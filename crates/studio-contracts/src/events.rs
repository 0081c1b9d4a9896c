use std::fs::OpenOptions;
use std::io::Write;
use std::path::{Path, PathBuf};
use std::sync::{Arc, Mutex};

use chrono::{SecondsFormat, Utc};
use serde_json::{Map, Value};

pub type EventPayload = Map<String, Value>;

/// Append-only writer for the session's `events.jsonl`.
///
/// - default fields are `type`, `session_id`, `ts`
/// - caller payload is merged last and can override defaults
/// - one compact JSON object per line
#[derive(Debug, Clone)]
pub struct EventWriter {
    inner: Arc<EventWriterInner>,
}

#[derive(Debug)]
struct EventWriterInner {
    path: PathBuf,
    session_id: String,
    lock: Mutex<()>,
}

impl EventWriter {
    pub fn new(path: impl Into<PathBuf>, session_id: impl Into<String>) -> Self {
        Self {
            inner: Arc::new(EventWriterInner {
                path: path.into(),
                session_id: session_id.into(),
                lock: Mutex::new(()),
            }),
        }
    }

    pub fn path(&self) -> &Path {
        &self.inner.path
    }

    pub fn session_id(&self) -> &str {
        &self.inner.session_id
    }

    pub fn emit(&self, event_type: &str, payload: EventPayload) -> anyhow::Result<Value> {
        let mut event = Map::new();
        event.insert("type".to_string(), Value::String(event_type.to_string()));
        event.insert(
            "session_id".to_string(),
            Value::String(self.inner.session_id.clone()),
        );
        event.insert("ts".to_string(), Value::String(now_utc_iso()));
        for (key, value) in payload {
            event.insert(key, value);
        }

        if let Some(parent) = self.inner.path.parent() {
            std::fs::create_dir_all(parent)?;
        }

        let line = serde_json::to_string(&event)?;
        let _guard = self
            .inner
            .lock
            .lock()
            .map_err(|_| anyhow::anyhow!("event writer lock poisoned"))?;
        let mut file = OpenOptions::new()
            .create(true)
            .append(true)
            .open(&self.inner.path)?;
        file.write_all(line.as_bytes())?;
        file.write_all(b"\n")?;

        Ok(Value::Object(event))
    }
}

fn now_utc_iso() -> String {
    Utc::now().to_rfc3339_opts(SecondsFormat::Micros, false)
}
:::::
• **Task requirements**: All records must be repeated exactly, with none skipped.

• **Solution to the problem**:
filename crates/studio-contracts/src/events.rs
repository 0081c1b9d4a9896c
use std::fs::OpenOptions;
use std::io::Write;
use std::path::{Path, PathBuf};
use std::sync::{Arc, Mutex};

use chrono::{SecondsFormat, Utc};
use serde_json::{Map, Value};

pub type EventPayload = Map<String, Value>;

/// Append-only writer for the session's `events.jsonl`.
///
/// - default fields are `type`, `session_id`, `ts`
/// - caller payload is merged last and can override defaults
/// - one compact JSON object per line
#[derive(Debug, Clone)]
pub struct EventWriter {
    inner: Arc<EventWriterInner>,
}

#[derive(Debug)]
struct EventWriterInner {
    path: PathBuf,
    session_id: String,
    lock: Mutex<()>,
}

impl EventWriter {
    pub fn new(path: impl Into<PathBuf>, session_id: impl Into<String>) -> Self {
        Self {
            inner: Arc::new(EventWriterInner {
                path: path.into(),
                session_id: session_id.into(),
                lock: Mutex::new(()),
            }),
        }
    }

    pub fn path(&self) -> &Path {
        &self.inner.path
    }

    pub fn session_id(&self) -> &str {
        &self.inner.session_id
    }

    pub fn emit(&self, event_type: &str, payload: EventPayload) -> anyhow::Result<Value> {
        let mut event = Map::new();
        event.insert("type".to_string(), Value::String(event_type.to_string()));
        event.insert(
            "session_id".to_string(),
            Value::String(self.inner.session_id.clone()),
        );
        event.insert("ts".to_string(), Value::String(now_utc_iso()));
        for (key, value) in payload {
            event.insert(key, value);
        }

        if let Some(parent) = self.inner.path.parent() {
            std::fs::create_dir_all(parent)?;
        }

        let line = serde_json::to_string(&event)?;
        let _guard = self
            .inner
            .lock
            .lock()
            .map_err(|_| anyhow::anyhow!("event writer lock poisoned"))?;
        let mut file = OpenOptions::new()
            .create(true)
            .append(true)
            .open(&self.inner.path)?;
        file.write_all(line.as_bytes())?;
        file.write_all(b"\n")?;

        Ok(Value::Object(event))
    }
}

fn now_utc_iso() -> String {
    Utc::now().to_rfc3339_opts(SecondsFormat::Micros, false)
}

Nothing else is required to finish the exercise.